On 19 August 2009, he was loaned to Serie B club Gallipoli. Two days later, he played his first game for the club, substitute William Pianu in the second half. The match ended in a 1–1 draw with Ascoli.

Di Carmine was signed by Serie B club Frosinone in co-ownership deal for a peppercorn fee of €500.

On 7 July 2011, Di Carmine joined Cittadella. Cittadella bought 50% registration rights from relegated Frosinone. He was expected to replace Federico Piovaccari as team topscorer. Eventually Nunzio Di Roberto was the topscorer with 10 goals, and Di Carmine 1 goal short with 9 goals.
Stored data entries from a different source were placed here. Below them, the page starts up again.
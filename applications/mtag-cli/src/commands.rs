//! Subcommand implementations
//!
//! Generic over the tag engine so they can run against the in-memory engine
//! in tests.

use anyhow::{anyhow, Result};
use mtag_core::{MTag, Tag, TagEngine};
use std::io::Write;
use std::path::Path;

fn or_empty(value: Option<String>) -> String {
    value.unwrap_or_default()
}

/// Pick the tag a command operates on
///
/// Without a flavor this is the file's default tag. With one, the flavor is
/// looked up, or created when `create` is set.
fn select_tag<E: TagEngine>(
    file: &mtag_core::File<E>,
    flavor: Option<&str>,
    create: bool,
) -> Result<Tag<E>> {
    match flavor {
        None => Ok(file.tag()?),
        Some(flavor) if create => Ok(file.tag_with(flavor, true)?),
        Some(flavor) => file
            .lookup(flavor)?
            .ok_or_else(|| anyhow!("No '{}' tag in {}", flavor, file.path().display())),
    }
}

/// Print the file type
pub fn info<E: TagEngine>(mtag: &MTag<E>, path: &Path, out: &mut impl Write) -> Result<()> {
    let file = mtag.open(path)?;
    writeln!(out, "{}", file.file_type()?)?;
    file.close();
    Ok(())
}

/// Print every field as `key=value`
pub fn show<E: TagEngine>(
    mtag: &MTag<E>,
    path: &Path,
    flavor: Option<&str>,
    out: &mut impl Write,
) -> Result<()> {
    let file = mtag.open(path)?;
    let fields = select_tag(&file, flavor, false)?.get_all()?;
    for (key, value) in &fields {
        writeln!(out, "{}={}", key, value)?;
    }
    file.close();
    Ok(())
}

/// Print one field; missing fields print an empty line
pub fn get<E: TagEngine>(
    mtag: &MTag<E>,
    path: &Path,
    key: &str,
    flavor: Option<&str>,
    out: &mut impl Write,
) -> Result<()> {
    let file = mtag.open(path)?;
    let value = select_tag(&file, flavor, false)?.get(key)?;
    writeln!(out, "{}", or_empty(value))?;
    file.close();
    Ok(())
}

/// Assign one field and save
pub fn set<E: TagEngine>(
    mtag: &MTag<E>,
    path: &Path,
    key: &str,
    value: &str,
    flavor: Option<&str>,
    create: bool,
) -> Result<()> {
    let file = mtag.open(path)?;
    select_tag(&file, flavor, create)?.set(key, value)?;
    file.save()?;
    tracing::info!("Set {} in {}", key, path.display());
    file.close();
    Ok(())
}

/// Remove tag flavors and save
pub fn strip<E: TagEngine>(mtag: &MTag<E>, path: &Path, flavors: &[String]) -> Result<()> {
    let file = mtag.open(path)?;
    for flavor in flavors {
        file.strip(flavor.as_str())?;
    }
    file.save()?;
    tracing::info!("Stripped {} from {}", flavors.join(", "), path.display());
    file.close();
    Ok(())
}

/// Report whether the file has a tag of `flavor`
pub fn has<E: TagEngine>(
    mtag: &MTag<E>,
    path: &Path,
    flavor: &str,
    out: &mut impl Write,
) -> Result<bool> {
    let file = mtag.open(path)?;
    let present = file.lookup(flavor)?.is_some();
    writeln!(out, "{}", if present { "yes" } else { "no" })?;
    file.close();
    Ok(present)
}

/// Smoke run: strip ID3v1, dump the default tag, edit the artist in memory
///
/// Nothing is saved.
pub fn demo<E: TagEngine>(mtag: &MTag<E>, path: &Path, out: &mut impl Write) -> Result<()> {
    let file = mtag.open(path)?;
    file.strip("id3v1")?;

    let tag = file.tag()?;
    writeln!(out, "{:?}", tag.get_all()?)?;
    writeln!(out, "{} - {}", or_empty(tag.artist()?), or_empty(tag.title()?))?;

    file.tag()?.set("artist", "foo")?;
    writeln!(
        out,
        "{} - {}",
        or_empty(tag.get("artist")?),
        or_empty(tag.get("title")?)
    )?;
    writeln!(out, "{} - {}", or_empty(tag.artist()?), or_empty(tag.title()?))?;

    file.close();
    Ok(())
}
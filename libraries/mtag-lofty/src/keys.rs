//! Flavor and field-key naming
//!
//! Flavors map onto lofty's `TagType`. Field keys are either generic
//! lowercase names shared by every flavor (`title`, `artist`, ...) or the
//! flavor's native key (`TPE1`, `IART`, ...).

use lofty::{FileType, ItemKey, TagType};
use mtag_core::FlavorId;

/// Resolve a flavor id (case-insensitive)
pub(crate) fn tag_type(flavor: &FlavorId) -> Option<TagType> {
    match flavor.as_str().to_ascii_lowercase().as_str() {
        "id3v1" => Some(TagType::Id3v1),
        "id3v2" => Some(TagType::Id3v2),
        "ape" => Some(TagType::Ape),
        "vorbis" | "vorbiscomments" | "xiph" => Some(TagType::VorbisComments),
        "mp4" | "ilst" | "mp4ilst" => Some(TagType::Mp4Ilst),
        "riff" | "riffinfo" => Some(TagType::RiffInfo),
        "aiff" | "aifftext" => Some(TagType::AiffText),
        _ => None,
    }
}

/// Canonical flavor id of a tag type
pub(crate) fn flavor_name(tag_type: TagType) -> &'static str {
    match tag_type {
        TagType::Id3v1 => "id3v1",
        TagType::Id3v2 => "id3v2",
        TagType::Ape => "ape",
        TagType::VorbisComments => "vorbis",
        TagType::Mp4Ilst => "mp4",
        TagType::RiffInfo => "riff",
        TagType::AiffText => "aiff",
        _ => "unknown",
    }
}

pub(crate) fn file_type_label(file_type: FileType) -> String {
    let label = match file_type {
        FileType::Aac => "AAC",
        FileType::Aiff => "AIFF",
        FileType::Ape => "Monkey's Audio",
        FileType::Flac => "FLAC",
        FileType::Mpeg => "MPEG",
        FileType::Mp4 => "MP4",
        FileType::Mpc => "Musepack",
        FileType::Opus => "Opus",
        FileType::Vorbis => "Ogg Vorbis",
        FileType::Speex => "Speex",
        FileType::Wav => "WAV",
        FileType::WavPack => "WavPack",
        other => return format!("{:?}", other),
    };
    label.to_string()
}

fn generic_item_key(name: &str) -> Option<ItemKey> {
    let key = match name {
        "title" => ItemKey::TrackTitle,
        "artist" => ItemKey::TrackArtist,
        "album" => ItemKey::AlbumTitle,
        "albumartist" => ItemKey::AlbumArtist,
        "genre" => ItemKey::Genre,
        "comment" => ItemKey::Comment,
        "composer" => ItemKey::Composer,
        "date" => ItemKey::RecordingDate,
        "year" => ItemKey::Year,
        "tracknumber" => ItemKey::TrackNumber,
        "tracktotal" => ItemKey::TrackTotal,
        "discnumber" => ItemKey::DiscNumber,
        "disctotal" => ItemKey::DiscTotal,
        "lyrics" => ItemKey::Lyrics,
        "copyright" => ItemKey::CopyrightMessage,
        "encoder" => ItemKey::EncoderSoftware,
        _ => return None,
    };
    Some(key)
}

fn generic_name(key: &ItemKey) -> Option<&'static str> {
    let name = match key {
        ItemKey::TrackTitle => "title",
        ItemKey::TrackArtist => "artist",
        ItemKey::AlbumTitle => "album",
        ItemKey::AlbumArtist => "albumartist",
        ItemKey::Genre => "genre",
        ItemKey::Comment => "comment",
        ItemKey::Composer => "composer",
        ItemKey::RecordingDate => "date",
        ItemKey::Year => "year",
        ItemKey::TrackNumber => "tracknumber",
        ItemKey::TrackTotal => "tracktotal",
        ItemKey::DiscNumber => "discnumber",
        ItemKey::DiscTotal => "disctotal",
        ItemKey::Lyrics => "lyrics",
        ItemKey::CopyrightMessage => "copyright",
        ItemKey::EncoderSoftware => "encoder",
        _ => return None,
    };
    Some(name)
}

/// Resolve a caller-supplied key for `tag_type`
pub(crate) fn item_key(tag_type: TagType, key: &str) -> ItemKey {
    generic_item_key(&key.to_ascii_lowercase())
        .or_else(|| Some(ItemKey::from_key(tag_type, key)))
        .unwrap_or_else(|| ItemKey::Unknown(key.to_string()))
}

/// Name reported for an item during enumeration
///
/// `None` when the format has no name for the key.
pub(crate) fn key_name(tag_type: TagType, key: &ItemKey) -> Option<String> {
    generic_name(key)
        .map(str::to_string)
        .or_else(|| key.map_key(tag_type, true).map(str::to_string))
}
/// Lofty engine errors
use thiserror::Error;

/// Result type alias using `LoftyEngineError`
pub type Result<T> = std::result::Result<T, LoftyEngineError>;

/// Lofty engine error types
#[derive(Error, Debug)]
pub enum LoftyEngineError {
    /// File not found
    #[error("File not found: {0}")]
    FileNotFound(String),

    /// I/O error
    #[error(transparent)]
    Io(#[from] std::io::Error),

    /// Lofty error
    #[error(transparent)]
    Lofty(#[from] lofty::error::LoftyError),
}
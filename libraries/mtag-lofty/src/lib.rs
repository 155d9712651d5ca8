//! MTag Lofty Engine
//!
//! [`TagEngine`](mtag_core::TagEngine) implementation backed by the lofty
//! library.
//!
//! Supported flavors: `id3v1`, `id3v2`, `ape`, `vorbis`, `mp4`, `riff` and
//! `aiff`, in whichever combinations the file format allows.
//!
//! # Example
//!
//! ```rust,no_run
//! use mtag_core::MTag;
//! use mtag_lofty::{EngineConfig, LoftyEngine};
//! # fn example() -> mtag_core::Result<()> {
//! let mtag = MTag::new(LoftyEngine::new(EngineConfig::default()));
//!
//! let file = mtag.open("/music/song.mp3")?;
//! file.strip("id3v1")?;
//!
//! let tag = file.tag()?;
//! println!("{:?} - {:?}", tag.artist()?, tag.title()?);
//! tag.set_artist("foo")?;
//! file.save()?;
//! # Ok(())
//! # }
//! ```

#![forbid(unsafe_code)]

mod config;
mod engine;
mod error;
mod keys;

pub use config::{EngineConfig, ParsingStrictness};
pub use engine::{LoftyEngine, LoftyFile};
pub use error::{LoftyEngineError, Result};
/// CLI configuration
use anyhow::{Context, Result};
use mtag_lofty::EngineConfig;
use serde::{Deserialize, Serialize};
use std::path::{Path, PathBuf};

const DEFAULT_CONFIG_FILE: &str = "mtag.toml";

#[derive(Debug, Clone, Deserialize, Serialize)]
pub struct CliConfig {
    /// `tracing` filter used when `MTAG_LOG` is not set
    #[serde(default = "default_log_filter")]
    pub log_filter: String,

    #[serde(default)]
    pub engine: EngineConfig,
}

fn default_log_filter() -> String {
    "mtag=info,mtag_core=info,mtag_lofty=info".to_string()
}

impl Default for CliConfig {
    fn default() -> Self {
        Self {
            log_filter: default_log_filter(),
            engine: EngineConfig::default(),
        }
    }
}

impl CliConfig {
    /// Load configuration from file and environment
    ///
    /// An explicit `path` must exist; otherwise `mtag.toml` in the working
    /// directory is used if present. `MTAG_*` variables override both
    /// (`MTAG_ENGINE__PARSING_MODE=relaxed`).
    pub fn load(path: Option<&Path>) -> Result<Self> {
        let mut settings = config::Config::builder();

        match path {
            Some(path) => {
                settings = settings.add_source(config::File::from(path.to_path_buf()));
            }
            None => {
                let default_path = PathBuf::from(DEFAULT_CONFIG_FILE);
                if default_path.exists() {
                    settings = settings.add_source(config::File::from(default_path));
                }
            }
        }

        // Override with environment variables (prefixed with MTAG_)
        settings = settings.add_source(
            config::Environment::with_prefix("MTAG")
                .prefix_separator("_")
                .separator("__")
                .try_parsing(true),
        );

        let config = settings
            .build()
            .context("Failed to read configuration")?;

        config
            .try_deserialize()
            .context("Invalid configuration")
    }
}
/// Tag engine trait
use crate::error::Result;
use crate::fields::RawField;
use crate::flavor::FlavorId;
use std::path::Path;

/// Backend that parses and writes tag formats
///
/// The object model never looks inside `File` or `Tag`; it only hands them
/// back to the engine. A `Tag` is only meaningful together with the `File`
/// it was acquired from.
///
/// Engines are driven from a single thread, one call at a time.
pub trait TagEngine {
    /// Native file resource
    type File;

    /// Native tag resource
    type Tag;

    /// Open and parse the file at `path`
    ///
    /// # Errors
    /// Returns `MTagError::OpenFailure` if the file is missing, unreadable or
    /// of an unrecognised type
    fn open(&self, path: &Path) -> Result<Self::File>;

    /// Release a native file resource
    fn close(&self, file: Self::File);

    /// Descriptive label for the file's type
    fn file_type(&self, file: &Self::File) -> String;

    /// The file's default tag, if the format has one
    fn default_tag(&self, file: &mut Self::File) -> Option<Self::Tag>;

    /// Tag of the given flavor
    ///
    /// With `create` set, an empty tag is fabricated when the file has none
    /// of that flavor. Returns `None` when the flavor is missing (and not
    /// created) or unknown to the engine.
    fn tag(&self, file: &mut Self::File, flavor: &FlavorId, create: bool) -> Option<Self::Tag>;

    /// Remove a tag flavor from the in-memory file; no-op if absent
    fn remove_tag(&self, file: &mut Self::File, flavor: &FlavorId);

    /// Persist the in-memory file to disk
    ///
    /// # Errors
    /// Returns an error if writing fails
    fn save(&self, file: &mut Self::File) -> Result<()>;

    /// Value of `key`, or `None` if the tag has no such field
    fn field(&self, file: &Self::File, tag: &Self::Tag, key: &str) -> Option<String>;

    /// Assign `value` to `key` in memory
    fn set_field(&self, file: &mut Self::File, tag: &Self::Tag, key: &str, value: &str);

    /// Every field of the tag, in engine order
    ///
    /// Keys may repeat; either half of a pair may be missing.
    fn fields(&self, file: &Self::File, tag: &Self::Tag) -> Vec<RawField>;
}
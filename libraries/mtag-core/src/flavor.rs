/// Tag flavor identifiers
use std::fmt;

/// Identifier of a tag flavor (e.g. `id3v1`, `id3v2`)
///
/// Opaque to the object model; only the engine interprets it.
#[derive(Debug, Clone, PartialEq, Eq, Hash, PartialOrd, Ord)]
pub struct FlavorId(String);

impl FlavorId {
    /// Create a new flavor ID
    pub fn new(id: impl Into<String>) -> Self {
        Self(id.into())
    }

    /// Get the inner string
    pub fn as_str(&self) -> &str {
        &self.0
    }
}

impl fmt::Display for FlavorId {
    fn fmt(&self, f: &mut fmt::Formatter<'_>) -> fmt::Result {
        write!(f, "{}", self.0)
    }
}

impl From<&str> for FlavorId {
    fn from(id: &str) -> Self {
        Self::new(id)
    }
}

impl From<String> for FlavorId {
    fn from(id: String) -> Self {
        Self(id)
    }
}

impl AsRef<str> for FlavorId {
    fn as_ref(&self) -> &str {
        &self.0
    }
}

/// How a tag was acquired from its file
#[derive(Debug, Clone, PartialEq, Eq)]
pub enum TagOrigin {
    /// The engine's default tag for the file
    Default,
    /// A tag of an explicitly requested flavor
    Flavor(FlavorId),
}

impl TagOrigin {
    /// The requested flavor, if any
    pub fn flavor(&self) -> Option<&FlavorId> {
        match self {
            Self::Default => None,
            Self::Flavor(id) => Some(id),
        }
    }
}

impl fmt::Display for TagOrigin {
    fn fmt(&self, f: &mut fmt::Formatter<'_>) -> fmt::Result {
        match self {
            Self::Default => write!(f, "<default>"),
            Self::Flavor(id) => write!(f, "'{}'", id),
        }
    }
}
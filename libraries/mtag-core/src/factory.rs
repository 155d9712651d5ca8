/// Entry point object
use crate::engine::TagEngine;
use crate::error::Result;
use crate::file::File;
use std::path::Path;
use std::rc::Rc;

/// Opens files with one engine
///
/// Construct once at startup and keep it for the life of the program.
pub struct MTag<E: TagEngine> {
    engine: Rc<E>,
}

impl<E: TagEngine> MTag<E> {
    /// Create a new factory around `engine`
    pub fn new(engine: E) -> Self {
        Self {
            engine: Rc::new(engine),
        }
    }

    /// The engine used to open files
    pub fn engine(&self) -> &E {
        &self.engine
    }

    /// Open a media file
    ///
    /// # Errors
    /// Returns `MTagError::OpenFailure` if the file cannot be opened; no
    /// `File` is produced in that case
    pub fn open(&self, path: impl AsRef<Path>) -> Result<File<E>> {
        File::open_with(Rc::clone(&self.engine), path)
    }
}

impl<E: TagEngine + Default> Default for MTag<E> {
    fn default() -> Self {
        Self::new(E::default())
    }
}
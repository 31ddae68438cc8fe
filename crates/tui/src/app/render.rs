//! Rendering logic for the TUI app.
//!
//! Responsibilities:
//! - Render the main layout (header, search input, toggle, saved list, footer)
//! - Overlay the save-search dialog when shown
//! - Record hit regions for mouse handling
//!
//! Non-responsibilities:
//! - Does NOT handle input

use crate::app::{App, FOOTER_HEIGHT, HEADER_HEIGHT};
use crate::ui::popup::render_save_search_modal;
use ratatui::{
    Frame,
    layout::{Constraint, Direction, Layout, Position, Rect},
    style::{Modifier, Style},
    text::{Line, Span},
    widgets::{Block, Borders, List, ListItem, Paragraph},
};
use savesearch_config::MessageKey;

impl App {
    /// Render the application UI.
    pub fn render(&mut self, f: &mut Frame) {
        self.last_area = f.area();
        let theme = self.theme;

        let chunks = Layout::default()
            .direction(Direction::Vertical)
            .constraints([
                Constraint::Length(HEADER_HEIGHT),
                Constraint::Length(3),
                Constraint::Length(1),
                Constraint::Min(0),
                Constraint::Length(FOOTER_HEIGHT),
            ])
            .split(f.area());

        // Header
        let auth_label = if self.connection.signed_in {
            Span::styled("signed in", Style::default().fg(theme.success))
        } else {
            Span::styled("not signed in", Style::default().fg(theme.error))
        };
        let header = Paragraph::new(Line::from(vec![
            Span::styled(
                "Save Search",
                Style::default().fg(theme.title).add_modifier(Modifier::BOLD),
            ),
            Span::raw(" | "),
            Span::styled(
                self.connection.base_url.as_str(),
                Style::default().fg(theme.text_dim),
            ),
            Span::raw(" | "),
            auth_label,
        ]));
        f.render_widget(header, chunks[0]);

        // Current search
        let search_block = Block::default()
            .borders(Borders::ALL)
            .border_style(Style::default().fg(theme.border))
            .title(" Search ");
        f.render_widget(
            Paragraph::new(self.search_input.as_str())
                .style(Style::default().fg(theme.text))
                .block(search_block),
            chunks[1],
        );
        if self.save_search.is_hidden() {
            let typed = self.search_input.chars().count() as u16;
            let max_x = chunks[1].right().saturating_sub(2);
            f.set_cursor_position(Position::new(
                (chunks[1].x + 1 + typed).min(max_x),
                chunks[1].y + 1,
            ));
        }

        // Toggle control, always drawn
        let toggle_label = format!("[ {} ]", self.messages.get(MessageKey::ToggleText));
        let toggle_width = (toggle_label.chars().count() as u16).min(chunks[2].width);
        self.toggle_area = Rect::new(chunks[2].x, chunks[2].y, toggle_width, chunks[2].height);
        f.render_widget(
            Paragraph::new(toggle_label).style(
                Style::default()
                    .fg(theme.accent)
                    .add_modifier(Modifier::BOLD),
            ),
            self.toggle_area,
        );

        // Searches saved this session
        let items: Vec<ListItem> = self
            .saved_searches
            .iter()
            .rev()
            .map(|s| {
                ListItem::new(Line::from(vec![
                    Span::styled(s.name.as_str(), Style::default().fg(theme.text)),
                    Span::styled(format!("  ({})", s.id), Style::default().fg(theme.text_dim)),
                ]))
            })
            .collect();
        let list = List::new(items).block(
            Block::default()
                .borders(Borders::ALL)
                .border_style(Style::default().fg(theme.border))
                .title(format!(" Saved this session ({}) ", self.saved_searches.len())),
        );
        f.render_widget(list, chunks[3]);

        // Footer
        let footer = if self.loading {
            Line::from(Span::styled(
                self.messages.get(MessageKey::SavingText),
                Style::default().fg(theme.info),
            ))
        } else if self.last_error.is_some() {
            // Error details go to the log only
            Line::from(Span::styled(
                self.messages.get(MessageKey::ApiError),
                Style::default().fg(theme.error),
            ))
        } else {
            Line::from(Span::styled(
                "Ctrl+S save search | Enter open | Esc close/clear | Ctrl+Q quit",
                Style::default().fg(theme.text_dim),
            ))
        };
        f.render_widget(Paragraph::new(footer), chunks[4]);

        // Dialog overlay, drawn over the saved list only so the toggle stays visible
        self.modal_hits =
            render_save_search_modal(f, chunks[3], &self.save_search, &self.messages, &theme);
    }
}
//! Shared types for side effect handlers.

use savesearch_client::{SaveSearchOperation, SessionProvider};
use std::sync::Arc;

/// Save operation shared with spawned tasks.
pub type SharedOperation = Arc<dyn SaveSearchOperation>;

/// Session accessor shared with spawned tasks.
pub type SharedSession = Arc<dyn SessionProvider>;

/// Collaborators the side effect handlers need.
#[derive(Clone)]
pub struct SideEffectContext {
    pub operation: SharedOperation,
    pub session: SharedSession,
}

impl SideEffectContext {
    pub fn new(operation: SharedOperation, session: SharedSession) -> Self {
        Self { operation, session }
    }
}
//! Save Search TUI - name and save search queries from the terminal.
//!
//! Responsibilities:
//! - Orchestrate application startup and shutdown.
//! - Initialize logging, metrics, configuration and the terminal.
//! - Run the main event loop.
//!
//! Does NOT handle:
//! - The save REST call (see `crates/client`).
//! - Configuration parsing rules (see `crates/config`).
//!
//! Invariants:
//! - Configuration is loaded before the terminal enters raw mode, so
//!   configuration errors print normally.
//! - Mouse capture is enabled unless `--no-mouse` is specified.
//! - Logs go to a daily rolling file; stdout belongs to the UI.

use anyhow::Result;
use clap::Parser;
use futures::StreamExt;
use ratatui::{Terminal, backend::CrosstermBackend};
use savesearch_client::{MetricsExporter, SessionProvider, StaticSession};
use savesearch_config::constants::{DEFAULT_CHANNEL_CAPACITY, DEFAULT_UI_TICK_MS};
use savesearch_tui::action::{Action, RedactedAction};
use savesearch_tui::app::{App, ConnectionContext, OnSave};
use savesearch_tui::cli::Cli;
use savesearch_tui::runtime::{
    client::create_client,
    config::{load_config, load_messages, select_theme},
    side_effects::{SideEffectContext, handle_side_effects},
    terminal::TerminalGuard,
};
use std::sync::Arc;
use tokio::sync::mpsc::channel;
use tracing_appender::non_blocking;
use tracing_subscriber::{EnvFilter, fmt, prelude::*};

#[tokio::main]
async fn main() -> Result<()> {
    let cli = Cli::parse();

    std::fs::create_dir_all(&cli.log_dir)?;
    let file_appender = tracing_appender::rolling::daily(&cli.log_dir, "savesearch-tui.log");
    // _guard must live for the entire main() so buffered logs are flushed
    let (non_blocking, _guard) = non_blocking(file_appender);
    tracing_subscriber::registry()
        .with(EnvFilter::from_default_env())
        .with(fmt::layer().with_writer(non_blocking))
        .init();

    let metrics_exporter = match cli.metrics_bind.as_deref() {
        Some(bind_addr) => match MetricsExporter::install(bind_addr) {
            Ok(exporter) => Some(exporter),
            Err(e) => {
                tracing::error!("Failed to start metrics exporter: {}", e);
                None
            }
        },
        None => None,
    };
    let metrics_enabled = metrics_exporter.is_some();

    let config = load_config(&cli)?;
    let messages = load_messages(&config);
    let client = create_client(&config, metrics_enabled)?;
    let session = StaticSession::from_token(config.auth.api_token.clone());

    let connection_ctx = ConnectionContext {
        base_url: config.connection.base_url.clone(),
        signed_in: session.current_user().is_some(),
    };
    let ctx = SideEffectContext::new(Arc::new(client), Arc::new(session));

    let (tx, mut rx) = channel::<Action>(DEFAULT_CHANNEL_CAPACITY);

    // The parent callback posts back into the loop so the saved list updates.
    let tx_saved = tx.clone();
    let on_save: OnSave = Box::new(move |created| {
        if let Err(e) = tx_saved.try_send(Action::SavedSearchRecorded(created.clone())) {
            tracing::warn!("Failed to record saved search: {}", e);
        }
    });

    let mut app = App::new(connection_ctx, messages, Some(on_save));
    app.theme = select_theme();
    app.mouse_enabled = !cli.no_mouse;

    let _terminal_guard = TerminalGuard::enter(!cli.no_mouse)?;
    let mut terminal = Terminal::new(CrosstermBackend::new(std::io::stdout()))?;

    // Input stream task
    let tx_input = tx.clone();
    tokio::spawn(async move {
        use crossterm::event::{Event, EventStream, KeyEventKind};
        use tokio::sync::mpsc::error::TrySendError;

        let mut reader = EventStream::new();
        while let Some(Ok(event)) = reader.next().await {
            let sent = match event {
                // Key and resize events carry user intent; wait for channel space.
                Event::Key(key) if key.kind == KeyEventKind::Press => {
                    tx_input.send(Action::Input(key)).await.is_ok()
                }
                Event::Resize(width, height) => {
                    tx_input.send(Action::Resize(width, height)).await.is_ok()
                }
                // Mouse events are droppable.
                Event::Mouse(mouse) => match tx_input.try_send(Action::Mouse(mouse)) {
                    Ok(()) => true,
                    Err(TrySendError::Full(_)) => {
                        tracing::debug!("Input channel full, dropping mouse event");
                        true
                    }
                    Err(TrySendError::Closed(_)) => false,
                },
                _ => true,
            };
            if !sent {
                break;
            }
        }
    });

    let mut tick_interval =
        tokio::time::interval(tokio::time::Duration::from_millis(DEFAULT_UI_TICK_MS));

    tracing::info!(base_url = %config.connection.base_url, "Save Search TUI started");

    loop {
        terminal.draw(|f| app.render(f))?;

        tokio::select! {
            Some(action) = rx.recv() => {
                tracing::debug!("Handling action: {:?}", RedactedAction(&action));

                let follow_up = match action {
                    Action::Input(key) => app.handle_input(key),
                    Action::Mouse(mouse) => app.handle_mouse(mouse),
                    other => Some(other),
                };
                let Some(action) = follow_up else {
                    continue;
                };

                if matches!(action, Action::Quit) {
                    break;
                }

                app.update(action.clone());
                handle_side_effects(action, ctx.clone(), tx.clone()).await;
            }
            _ = tick_interval.tick() => {}
        }
    }

    terminal.show_cursor()?;
    tracing::info!("Save Search TUI exiting");
    Ok(())
}
//! Save client creation.
//!
//! Thin wrapper over `SavedSearchClient::builder().from_config(..)` that
//! attaches metrics collection when the exporter is running.

use anyhow::Result;
use savesearch_client::{MetricsCollector, SavedSearchClient};
use savesearch_config::Config;

/// Create the HTTP client used to save searches.
pub fn create_client(config: &Config, metrics_enabled: bool) -> Result<SavedSearchClient> {
    let mut builder = SavedSearchClient::builder().from_config(config);
    if metrics_enabled {
        builder = builder.metrics(MetricsCollector::new());
    }
    Ok(builder.build()?)
}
In the summer of 2013, he moved to S.S. Juve Stabia. Despite the club relegated from Serie B, he remained with the club.

Di Carmine was loaned out to Hellas Verona from Perugia for the 2018–19 season. He helped the team clinch promotion to Serie A with his 11 league goals and Verona signed him on a permanent contract ahead of the 2019–20 season.

On 28 January 2021, Di Carmine joined Crotone on loan until the end of the 2020–21 season.

On 24 August 2021, he signed a two-year contract with Cremonese.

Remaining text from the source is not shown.